In 1988, when I was working for State-owned power utility Eskom, it had just emerged from a long spell of chairmanship management by Jan H Smith, who, at the 50-year celebration of Eskom’s establishment, said: “As an objective outsider, not blinded by the commanding position which the mining industry occupied in the South African economy, founder Charles Merz drew attention to the need for the exploitation of the natural resources and the establishment of basic industries in various parts of the country supplied with power from centrally situated power stations. This was in direct contrast to the official railway view that industries should be established near the electrified railway line, and was, in fact, a forerunner to the decentralisation of industry, a policy which successive South African governments came to adopt in subsequent years.”

Smith was referring to the Merz report, a document which set out the basis for the establishment of Eskom. The thinking at the time was this: electricity has the requirement to serve the mining industry, the railways and the exploitation of natural resources. It was noted by those who followed Smith (John Maree and Ian McRae) that Eskom became large and bureaucratic and neglected the requirements of many citizens. While many industries were electrified and electricity was cheap and outages unknown and load-shedding unheard of, many residents had no electricity. McRae changed the Eskom policy to electrification of previously neglected residential homes and to provide low-cost electricity for economic growth: Electricity for All. The electrification of townships was a big task. To electrify a whole residential area is expensive and will only return a profit after some time; naturally, only provided that the residents pay their power accounts. Given the choice, many residents didn’t pay and, when a technician came to disconnect them, they chased the technician away. The next option was prepayment meters, which are easily bypassed. Alternatives are simple illegal connections. Thus, revenue from residential supplies was poor. In all this, to keep revenue streams running, Eskom raised its tariffs from dirt cheap (one of the lowest costs in the world) to not so cheap. Then some madness took over in the 2000s. Eskom tariffs became more and more complex – in effect, penalising industry and mines for using electricity during peak periods and raising residential tariffs to new heights.

In Christie’s book, you will find that, for much of the twentieth century, the focus on electrification was in industrialisation and the attracting of the electrical manufacturing industry to South Africa.
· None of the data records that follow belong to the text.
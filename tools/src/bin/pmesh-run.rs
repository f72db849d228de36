//! Builds a synthetic cube `ParMesh`, runs one `split_grps` +
//! `part_grps_dist` round-trip against a loopback communicator, and
//! prints the resulting group sizes. Deliberately not a mesh-file
//! reader/writer: file I/O is out of scope for this engine.

use anyhow::{Context, Result};
use tetrapart::comm::LoopbackComm;
use tetrapart::driver::{self, SplitFit};
use tetrapart::group::{Group, Metric};
use tetrapart::mesh::{Mesh, Point, Tetra};
use tetrapart::parmesh::{Config, ParMesh};
use tetrapart::partition::DistGraphPartitioner;

const USAGE: &str = "Usage: pmesh-run [options]";

fn cube_mesh(n: usize) -> Mesh {
    let mut mesh = Mesh::with_capacity((n + 1).pow(3), n * n * n * 6);
    let idx = |x: usize, y: usize, z: usize| x * (n + 1) * (n + 1) + y * (n + 1) + z;
    for x in 0..=n {
        for y in 0..=n {
            for z in 0..=n {
                mesh.push_point(Point::new([x as f64, y as f64, z as f64]))
                    .expect("cube mesh point capacity");
            }
        }
    }
    const KUHN: [[[usize; 3]; 4]; 6] = [
        [[0, 0, 0], [1, 0, 0], [1, 1, 0], [1, 1, 1]],
        [[0, 0, 0], [1, 0, 0], [1, 0, 1], [1, 1, 1]],
        [[0, 0, 0], [0, 1, 0], [1, 1, 0], [1, 1, 1]],
        [[0, 0, 0], [0, 1, 0], [0, 1, 1], [1, 1, 1]],
        [[0, 0, 0], [0, 0, 1], [1, 0, 1], [1, 1, 1]],
        [[0, 0, 0], [0, 0, 1], [0, 1, 1], [1, 1, 1]],
    ];
    for x in 0..n {
        for y in 0..n {
            for z in 0..n {
                for corners in &KUHN {
                    let v = corners.map(|[dx, dy, dz]| idx(x + dx, y + dy, z + dz));
                    mesh.push_tetra(Tetra::new(v)).expect("cube mesh tet capacity");
                }
            }
        }
    }
    mesh
}

fn main() -> Result<()> {
    tracing_subscriber::fmt::init();

    let mut options = getopts::Options::new();
    options.optflag("h", "help", "print this help menu");
    options.optopt("n", "side", "cube side length", "N");
    options.optopt("t", "target-size", "tets per group after splitting", "N");

    let matches = options.parse(std::env::args().skip(1)).context("failed to parse arguments")?;
    if matches.opt_present("h") {
        println!("{}", options.usage(USAGE));
        return Ok(());
    }
    let n: usize = matches.opt_get_default("n", 6).context("invalid value for option 'side'")?;
    let target_size: usize = matches
        .opt_get_default("t", 32)
        .context("invalid value for option 'target-size'")?;

    let mesh = cube_mesh(n);
    let np = mesh.point_count();
    let mut pm = ParMesh::new(0, 1, Config::default());
    pm.listgrp.push(Group::new(mesh, Metric::scalar_with_len(np)));

    let partitioner = tetrapart::partition::metis_backend::MetisPartitioner;

    let split_code = driver::split_grps(&mut pm, &partitioner, target_size, SplitFit::Ceiling);
    tracing::info!(?split_code, groups = pm.ngrp(), "finished splitting");

    let comm = LoopbackComm;
    let bridge = tetrapart::partition::CentralizedDistPartitioner { inner: &partitioner, root: 0 };
    let part = bridge
        .part_kway_dist(
            &tetrapart::algorithms::distributed_graph::build_distributed_graph(
                &mut pm,
                &comm,
                tetrapart::algorithms::distributed_graph::WgtFlag::Both,
                1,
            )?,
            pm.ngrp().max(1),
            &comm,
        )
        .context("group-level partition failed")?;

    for (i, g) in pm.listgrp.iter().enumerate() {
        println!("group {i}: {} tets, assigned part {}", g.mesh.live_tetra_count(), part[i]);
    }

    Ok(())
}
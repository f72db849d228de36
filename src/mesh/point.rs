use crate::mesh::tags::Tag;

/// Sentinel used throughout the crate for "no value yet" on indices that are
/// otherwise non-negative (node communicator positions, xpoint/xtetra
/// indices, flags). Kept as `usize::MAX` rather than `Option<usize>` in the
/// hot structures below because the algorithms in spec.md §4 compare it
/// routinely against other indices (`SHIFT = |UNSET|+1` in the distributed
/// graph builder) and a dedicated sentinel avoids an `Option` unwrap on
/// every touch of a point/tet during a sweep.
pub const UNSET: usize = usize::MAX;

/// One mesh vertex.
///
/// `tmp` and `flag` are scratch fields: whichever algorithm currently holds
/// the mesh is responsible for resetting them relative to `Mesh::base`
/// before using them (spec.md §3's flag invariant, §5's scratch ownership
/// rule).
#[derive(Debug, Clone, Copy, PartialEq)]
pub struct Point {
    pub coords: [f64; 3],
    pub reference: i32,
    pub tag: Tag,
    /// Position in the parmesh-wide internal node communicator, or `UNSET`.
    pub tmp: usize,
    /// Sweep-scoped scratch value, valid only when `Mesh::base` matches the
    /// sweep that wrote it.
    pub flag: usize,
    /// Index into the xpoint table, or `UNSET` if this point carries no
    /// surface-normal/ridge data.
    pub xp: usize,
    /// Whether this table slot is alive (packed meshes have no holes, but
    /// unpacked intermediate meshes do).
    pub alive: bool,
}

impl Point {
    pub fn new(coords: [f64; 3]) -> Self {
        Point {
            coords,
            reference: 0,
            tag: Tag::empty(),
            tmp: UNSET,
            flag: 0,
            xp: UNSET,
            alive: true,
        }
    }
}

/// Surface normal / ridge data extending a [`Point`] (spec.md §3, `xPoint`).
#[derive(Debug, Clone, Copy, PartialEq, Default)]
pub struct XPoint {
    pub normal: [f64; 3],
    pub ridge_tangent: Option<[f64; 3]>,
}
There is no longer that focus. Many mines have shut down (gold mines from a total number of 112 in 1990 to 84 now) and many industries have closed (for example, Saldanha Steel).

Naturally, Eskom tariffs have not been assisted by being forced to buy renewable energy and then taking the National Energy Regulator of South Africa to court to recover money due for this.
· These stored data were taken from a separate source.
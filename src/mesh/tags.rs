use bitflags::bitflags;

bitflags! {
    /// Boundary/attribute bits carried on points and on xtetra faces/edges.
    ///
    /// Mirrors the tag bitset described for `Point.tag` and `xTetra`'s
    /// per-face/per-edge tags: boundary, required, corner, parallel-boundary,
    /// no-surf and the "was a process boundary last iteration" bit.
    #[derive(Debug, Clone, Copy, PartialEq, Eq, Hash, Default)]
    pub struct Tag: u16 {
        /// Domain boundary.
        const BDY              = 1 << 0;
        /// Must not be collapsed/moved by the sequential remesher.
        const REQ               = 1 << 1;
        /// Geometric corner.
        const CORNER            = 1 << 2;
        /// Currently a process/group interface.
        const PARBDY            = 1 << 3;
        /// Surface-unmodifiable (propagated through splits, never cleared).
        const NOSURF            = 1 << 4;
        /// Was a process boundary in the previous remeshing iteration.
        const OLD_PARBDY         = 1 << 5;
        /// Ridge / non-manifold edge.
        const RIDGE              = 1 << 6;
    }
}

impl Tag {
    /// The tag combination new interface faces are stamped with by the
    /// group splitter (spec.md §4.5): `PARBDY | BDY | REQ | NOSURF`.
    pub const NEW_INTERFACE: Tag = Tag::PARBDY.union(Tag::BDY).union(Tag::REQ).union(Tag::NOSURF);

    pub fn is_old_parbdy(self) -> bool {
        self.contains(Tag::OLD_PARBDY)
    }
}
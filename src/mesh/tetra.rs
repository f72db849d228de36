use crate::mesh::point::UNSET;

/// One tetrahedron: four point indices plus the scalar bookkeeping fields
/// named in spec.md §3 (`qual`, `mark`, `flag`) and an optional xtetra
/// index.
#[derive(Debug, Clone, Copy, PartialEq)]
pub struct Tetra {
    pub v: [usize; 4],
    pub reference: i32,
    /// Volume/quality scalar, also reused by the interpolation driver to
    /// cache the tet's signed volume (spec.md §4.6 step 1).
    pub qual: f64,
    /// Used as the partitioner's vertex weight.
    pub mark: i64,
    /// Sweep-scoped traversal colour, valid only when `Mesh::base` matches.
    pub flag: usize,
    pub xt: usize,
    pub alive: bool,
}

impl Tetra {
    pub fn new(v: [usize; 4]) -> Self {
        Tetra {
            v,
            reference: 0,
            qual: 0.0,
            mark: 1,
            flag: 0,
            xt: UNSET,
            alive: true,
        }
    }
}

/// For local face `f` (0..4), the three local vertex indices (0..4) that
/// bound it, listed so that walking them in order gives a consistently
/// oriented loop. This is the `idir`/`iarf`-style lookup table used by the
/// group splitter (spec.md §4.5) to find the starting vertex `iploc` and to
/// propagate tags to a face's vertices.
pub const FACE_VERTICES: [[usize; 3]; 4] = [
    [1, 2, 3],
    [0, 3, 2],
    [0, 1, 3],
    [0, 2, 1],
];

/// For local edge `e` (0..6), its two bounding local vertices.
pub const EDGE_VERTICES: [[usize; 2]; 6] = [
    [0, 1],
    [0, 2],
    [0, 3],
    [1, 2],
    [1, 3],
    [2, 3],
];

/// For a given edge index, the two local faces it is shared by (used by the
/// best-effort `PARBDY` edge-shell propagation in spec.md §4.5 "Finalize").
pub const EDGE_FACES: [[usize; 2]; 6] = [
    [2, 3],
    [1, 3],
    [1, 2],
    [0, 3],
    [0, 2],
    [0, 1],
];
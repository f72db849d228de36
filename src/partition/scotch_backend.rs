//! `GraphPartitioner` over the `scotch` crate, grounded on
//! `tools/src/scotch.rs`'s `Standard` runner (same `Graph::build` +
//! `Architecture::complete` + `mapping(..).compute(..)` shape).

use crate::algorithms::element_graph::ElementGraph;
use crate::error::CoreError;
use crate::partition::{GraphPartitioner, PartitionOptions};
use scotch::graph::Data;
use scotch::Graph;

#[derive(Debug, Clone, Copy, Default)]
pub struct ScotchPartitioner;

impl GraphPartitioner for ScotchPartitioner {
    fn part_kway(
        &self,
        graph: &ElementGraph,
        vwgt: Option<&[i64]>,
        nparts: usize,
        _options: PartitionOptions,
    ) -> Result<Vec<usize>, CoreError> {
        let n = graph.xadj.len().saturating_sub(1);
        if n == 0 {
            return Ok(Vec::new());
        }
        let xadj: Vec<scotch::Num> = graph.xadj.iter().map(|&x| x as scotch::Num).collect();
        let adjncy: Vec<scotch::Num> = graph.adjncy.iter().map(|&x| x as scotch::Num).collect();
        let adjwgt: Vec<scotch::Num> = graph.adjwgt.iter().map(|&x| x as scotch::Num).collect();
        let velotab: Vec<scotch::Num> = match vwgt {
            Some(w) => w.iter().map(|&x| x as scotch::Num).collect(),
            None => Vec::new(),
        };

        let mut strat = scotch::Strategy::new();
        let arch = scotch::Architecture::complete(nparts as scotch::Num);
        let mut part = vec![0 as scotch::Num; n];

        let graph_data = Data::new(0, &xadj, &[], &velotab, &[], &adjncy, &adjwgt);
        let mut built = Graph::build(&graph_data).map_err(|_| CoreError::PartitionerFailure {
            kind: crate::error::PartitionerFailureKind::InvalidInput,
            nparts,
        })?;
        built.check().map_err(|_| CoreError::PartitionerFailure {
            kind: crate::error::PartitionerFailureKind::InvalidInput,
            nparts,
        })?;
        built
            .mapping(&arch, &mut part)
            .compute(&mut strat)
            .map_err(|_| CoreError::PartitionerFailure {
                kind: crate::error::PartitionerFailureKind::Other,
                nparts,
            })?;

        Ok(part.into_iter().map(|p| p as usize).collect())
    }
}
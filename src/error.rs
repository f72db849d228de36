//! The core's error taxonomy (spec.md §7).
//!
//! Every recoverable failure returns a `CoreError` up the call chain; each
//! frame releases what it allocated (see the teacher's own pattern of
//! `.context()`-annotated propagation in `tools/src/bin/apply-part.rs`, here
//! expressed as a typed library error instead of `anyhow`, since this is a
//! library crate rather than a CLI binary).

use thiserror::Error;

/// Error taxonomy for the partitioning/splitting/interpolation core.
#[derive(Debug, Error)]
pub enum CoreError {
    /// Table growth or hash overflow.
    #[error("allocation failure in {subsystem}: requested {requested_bytes} bytes")]
    AllocationFailure {
        subsystem: &'static str,
        requested_bytes: usize,
    },

    /// The underlying KWAY partitioner returned a non-OK status.
    #[error("partitioner failure ({kind}) while computing a {nparts}-way partition")]
    PartitionerFailure {
        kind: PartitionerFailureKind,
        nparts: usize,
    },

    /// An internal assertion caught a structural inconsistency (adjacency
    /// index out of range, tet/vertex count mismatch, nonempty communicator
    /// where empty was expected, ...).
    #[error("structural invariant violated in {subsystem}: {detail}")]
    StructuralInvariantViolation {
        subsystem: &'static str,
        detail: String,
    },

    /// A messaging primitive reported a non-success status.
    #[error("communication failure during {operation}")]
    CommunicationFailure { operation: &'static str },

    /// Missing points, inconsistent metric size, or an unsupported mode
    /// (Lagrangian/iso) was requested.
    #[error("invalid input: {0}")]
    InputDataError(String),
}

/// Distinct diagnostics the KWAY backends can report, mirroring the
/// `metis` crate's own `Error::{Input,Memory,Other}` split (spec.md §7:
/// "map the library's input/memory/generic codes to distinct
/// diagnostics").
#[derive(Debug, Clone, Copy, PartialEq, Eq)]
pub enum PartitionerFailureKind {
    InvalidInput,
    OutOfMemory,
    Other,
}

impl std::fmt::Display for PartitionerFailureKind {
    fn fmt(&self, f: &mut std::fmt::Formatter<'_>) -> std::fmt::Result {
        match self {
            PartitionerFailureKind::InvalidInput => write!(f, "invalid input"),
            PartitionerFailureKind::OutOfMemory => write!(f, "out of memory"),
            PartitionerFailureKind::Other => write!(f, "unspecified error"),
        }
    }
}

#[cfg(feature = "metis")]
impl From<metis::Error> for CoreError {
    fn from(e: metis::Error) -> Self {
        let kind = match e {
            metis::Error::Input => PartitionerFailureKind::InvalidInput,
            metis::Error::Memory => PartitionerFailureKind::OutOfMemory,
            metis::Error::Other => PartitionerFailureKind::Other,
        };
        CoreError::PartitionerFailure { kind, nparts: 0 }
    }
}

impl CoreError {
    /// Whether the driver can still emit a conforming single-group mesh
    /// after this failure (`LOWFAILURE`) or must abort entirely
    /// (`STRONGFAILURE`). Communication and structural failures are always
    /// fatal; allocation/partitioner/input failures are salvageable by
    /// falling back to the pre-split mesh.
    pub fn is_recoverable(&self) -> bool {
        !matches!(
            self,
            CoreError::CommunicationFailure { .. } | CoreError::StructuralInvariantViolation { .. }
        )
    }
}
The term ‘downward spiral’ comes from an aircraft which is heading groundward in a spin and it is an apt term for where the energy market is going; the more electricity prices go up, the more people steal or bypass. The more electricity prices go up, the less industries survive and the less the investments in manufacturing. The less the investments, the less the employment. The less the employment, the more people will steal or bypass.
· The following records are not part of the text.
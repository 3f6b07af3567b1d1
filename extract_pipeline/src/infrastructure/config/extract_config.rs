// /////////////////////////////////////////////////////////////////////////////
// Extract Pipeline RS
// Copyright (c) 2025 Michael Gardner, A Bit of Help, Inc.
// SPDX-License-Identifier: BSD-3-Clause
// See LICENSE file in the project root.
// /////////////////////////////////////////////////////////////////////////////

//! # Extract Stage Configuration
//!
//! Settings of the driving iterator, read from the `extract` section.
//!
//! ## Overview
//!
//! - **max_parallel_items**: hard cap on in-flight offloaded work
//! - **workers**: size of the blocking thread pool
//! - **futures_poll_interval**: driver sleep between polls, in seconds
//! - **copy_on_fork**: whether fork edges beyond the first receive copies
//!
//! ## Sources and precedence
//!
//! Configuration is layered: built-in defaults, then an optional TOML file,
//! then `EXTRACT__`-prefixed environment variables. All values are validated
//! after loading.

use std::path::Path;
use std::time::Duration;

use serde::{Deserialize, Serialize};
use tracing::debug;

use extract_pipeline_domain::ExtractError;

use super::sections;

pub const DEFAULT_MAX_PARALLEL_ITEMS: usize = 20;
pub const DEFAULT_WORKERS: usize = 5;
pub const DEFAULT_FUTURES_POLL_INTERVAL: f64 = 0.01;

fn default_max_parallel_items() -> usize {
    DEFAULT_MAX_PARALLEL_ITEMS
}

fn default_workers() -> usize {
    DEFAULT_WORKERS
}

fn default_futures_poll_interval() -> f64 {
    DEFAULT_FUTURES_POLL_INTERVAL
}

/// Configuration record of the extract stage.
#[derive(Debug, Clone, PartialEq, Serialize, Deserialize)]
pub struct ExtractConfig {
    /// Maximum number of offloaded computations in flight at any moment.
    #[serde(default = "default_max_parallel_items")]
    pub max_parallel_items: usize,

    /// Number of threads in the blocking pool.
    #[serde(default = "default_workers")]
    pub workers: usize,

    /// Driver sleep between future polls, in seconds.
    #[serde(default = "default_futures_poll_interval")]
    pub futures_poll_interval: f64,

    /// Whether fork edges beyond the first receive copies of each item.
    #[serde(default)]
    pub copy_on_fork: bool,
}

impl Default for ExtractConfig {
    fn default() -> Self {
        ExtractConfig {
            max_parallel_items: DEFAULT_MAX_PARALLEL_ITEMS,
            workers: DEFAULT_WORKERS,
            futures_poll_interval: DEFAULT_FUTURES_POLL_INTERVAL,
            copy_on_fork: false,
        }
    }
}

impl ExtractConfig {
    /// The poll interval as a [`Duration`].
    pub fn poll_interval(&self) -> Duration {
        Duration::from_secs_f64(self.futures_poll_interval)
    }

    /// Validates ranges; called after every load and before iteration starts.
    pub fn validate(&self) -> Result<(), ExtractError> {
        if self.max_parallel_items == 0 {
            return Err(ExtractError::InvalidConfiguration(
                "max_parallel_items must be at least 1".to_string(),
            ));
        }
        if self.workers == 0 {
            return Err(ExtractError::InvalidConfiguration(
                "workers must be at least 1".to_string(),
            ));
        }
        if !self.futures_poll_interval.is_finite() || self.futures_poll_interval < 0.0 {
            return Err(ExtractError::InvalidConfiguration(
                "futures_poll_interval must be a non-negative number of seconds".to_string(),
            ));
        }
        Ok(())
    }

    /// Loads the `extract` section from an optional TOML file and the
    /// environment, falling back to defaults for everything unset.
    ///
    /// Environment variables use the `EXTRACT__` prefix with `__` as the
    /// section separator, e.g. `EXTRACT__EXTRACT__WORKERS=8`.
    pub fn load(path: Option<&Path>) -> Result<Self, ExtractError> {
        let mut builder = config::Config::builder();
        if let Some(path) = path {
            builder = builder.add_source(config::File::from(path).required(false));
        }
        builder = builder.add_source(
            config::Environment::with_prefix("EXTRACT")
                .separator("__")
                .try_parsing(true),
        );
        let loaded = builder
            .build()
            .map_err(|e| ExtractError::InvalidConfiguration(e.to_string()))?;

        let section: ExtractConfig = match loaded.get(sections::EXTRACT) {
            Ok(section) => section,
            Err(config::ConfigError::NotFound(_)) => ExtractConfig::default(),
            Err(e) => return Err(ExtractError::InvalidConfiguration(e.to_string())),
        };
        section.validate()?;
        debug!(?section, "loaded extract configuration");
        Ok(section)
    }
}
It is probably time for government to take a hard look at the energy system: let us forget wind turbines (intermittent power only available 30% of the time) and get government investment into energy-consuming industries which will cause electricity tariffs to reduce. It is no good government giving money to enterprises which have run out of money due to corruption or mismanagement. If we don’t do something about the downward spiral of energy revenues, we’ll go back to using generators.